Two years later Bishop Muller rector of the seminary appointed him spiritual father of the Confraternity of the Rosary and deputy curate of Sannicola, from which he carried out an intense mission as confessor and spiritual director of the nuns and community of the Starace Institute in Alezio. In January 1916 he became pastor of the newly established parish of the village in S. Maria del Canneto. However, he soon had to leave it because he was called to perform his duty as a soldier during World War I, during which he was appointed canon.
In Lecce he carried out his ministry as military chaplain. From there he returned to Gallipoli in 1919, resuming his duties as parish priest and especially his old project for the village. In January 1920, as he himself wrote, “he succeeded in planting in the heart of the Borgo a Cross and sowing the seed of two houses of education for the one and the other sex”.
For this they considered him a “fool” as they could not see any possibility of raising sufficient funds for the young priest’s ambitious projects.
Instead, he obtained from the municipality, in 1922, the formal concession of land for the construction of the parish church and a large boarding school for boys. Work on one and the other began in 1930 thanks to handouts from the Province of Lecce, the General Bursar’s Office for Vacant Benefits, the Ministry of the Interior, the National Insurance Institute, various Banks, and above all to the proceeds of three national raffles in 1924, 1925 and 1930.
The boys’ boarding school, inaugurated on Dec. 8, 1930, took the name of the Michele Bianchi Institute; fourth and fifth grade and first gymnasium school courses were immediately established there with 63 students. By the 1931-32 school year the number of pupils had increased to 103 with the establishment of second, third and fourth gymnasium courses as well.
For this work canon Natali had to suffer the ostracism of a part of the local bourgeoisie; although he had employed in the meritorious work a large part of his paternal property, he had to undergo burning accusations of mismanagement and squandering of public funds. Reason why he thought he could defend himself by giving to the press a volume of memoirs and documents; they published it in Rome in 1938 under the title of History of a Work of Divine Providence and a Life of Apostolate.
But he had recklessly challenged political and civil authority, even violating press laws. The volume was immediately seized. Subsequently Canon Natali, much to the delight of his enemies, was sentenced to a short period of exile in Cephalonia. After the war Canon Natali resumed his great project for Gallipoli by engaging in another great social work: the Institute for Abandoned Children.
It arose as if by magic on a barren area of contrada “Arene” , on the scirocco seafront; it was immediately entrusted to the Salesian Fathers who directed it for some time.
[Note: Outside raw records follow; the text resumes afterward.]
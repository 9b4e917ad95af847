//! Transport layer abstraction for segment fetches.

use crate::error::{SyncError, SyncResult};
use anuvada_store::{SegmentData, Uid};
use parking_lot::Mutex;
use std::collections::BTreeMap;
use std::sync::atomic::{AtomicBool, Ordering};

/// A segment transport performs the actual network fetch for one record.
///
/// This trait abstracts the network layer, allowing for different
/// implementations (HTTP, a browser fetch bridge, mock for testing, etc.).
/// Each call resolves exactly once: with a full payload or with an error.
pub trait SegmentTransport: Send + Sync {
    /// Fetches the full segment payload for one record.
    fn fetch_segments(&self, uid: &Uid) -> SyncResult<SegmentData>;

    /// Checks if the transport is connected.
    fn is_connected(&self) -> bool;

    /// Closes the transport connection.
    fn close(&self) -> SyncResult<()>;
}

/// A mock transport for testing.
///
/// Serves scripted per-uid payloads and can inject a number of transient
/// failures before resolving normally.
#[derive(Debug, Default)]
pub struct MockTransport {
    connected: AtomicBool,
    payloads: Mutex<BTreeMap<Uid, SegmentData>>,
    failures_remaining: Mutex<u32>,
}

impl MockTransport {
    /// Creates a new mock transport.
    pub fn new() -> Self {
        Self {
            connected: AtomicBool::new(true),
            payloads: Mutex::new(BTreeMap::new()),
            failures_remaining: Mutex::new(0),
        }
    }

    /// Sets the payload served for one uid.
    pub fn set_payload(&self, uid: impl Into<Uid>, payload: SegmentData) {
        self.payloads.lock().insert(uid.into(), payload);
    }

    /// Makes the next `count` fetches fail with a retryable transport error.
    pub fn fail_next_fetches(&self, count: u32) {
        *self.failures_remaining.lock() = count;
    }

    /// Sets the connected state.
    pub fn set_connected(&self, connected: bool) {
        self.connected.store(connected, Ordering::SeqCst);
    }
}

impl SegmentTransport for MockTransport {
    fn fetch_segments(&self, uid: &Uid) -> SyncResult<SegmentData> {
        if !self.is_connected() {
            return Err(SyncError::NotConnected);
        }
        {
            let mut remaining = self.failures_remaining.lock();
            if *remaining > 0 {
                *remaining -= 1;
                return Err(SyncError::transport_retryable("injected fetch failure"));
            }
        }
        self.payloads
            .lock()
            .get(uid)
            .cloned()
            .ok_or_else(|| SyncError::transport_fatal(format!("no payload for {uid}")))
    }

    fn is_connected(&self) -> bool {
        self.connected.load(Ordering::SeqCst)
    }

    fn close(&self) -> SyncResult<()> {
        self.connected.store(false, Ordering::SeqCst);
        Ok(())
    }
}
He was also planning to build a similar institute on land he owned there where Falcone-Borsellino Park stands today.
He had reserved for himself a small room at the “Salesian” Institute, where he lived, very poor, until the day death seized him on 2.4.1967.
All that Canon Natali had accomplished, after his death, passed into public availability dispersing what was supposed to be the social function in favor of the underprivileged classes and underprivileged youth.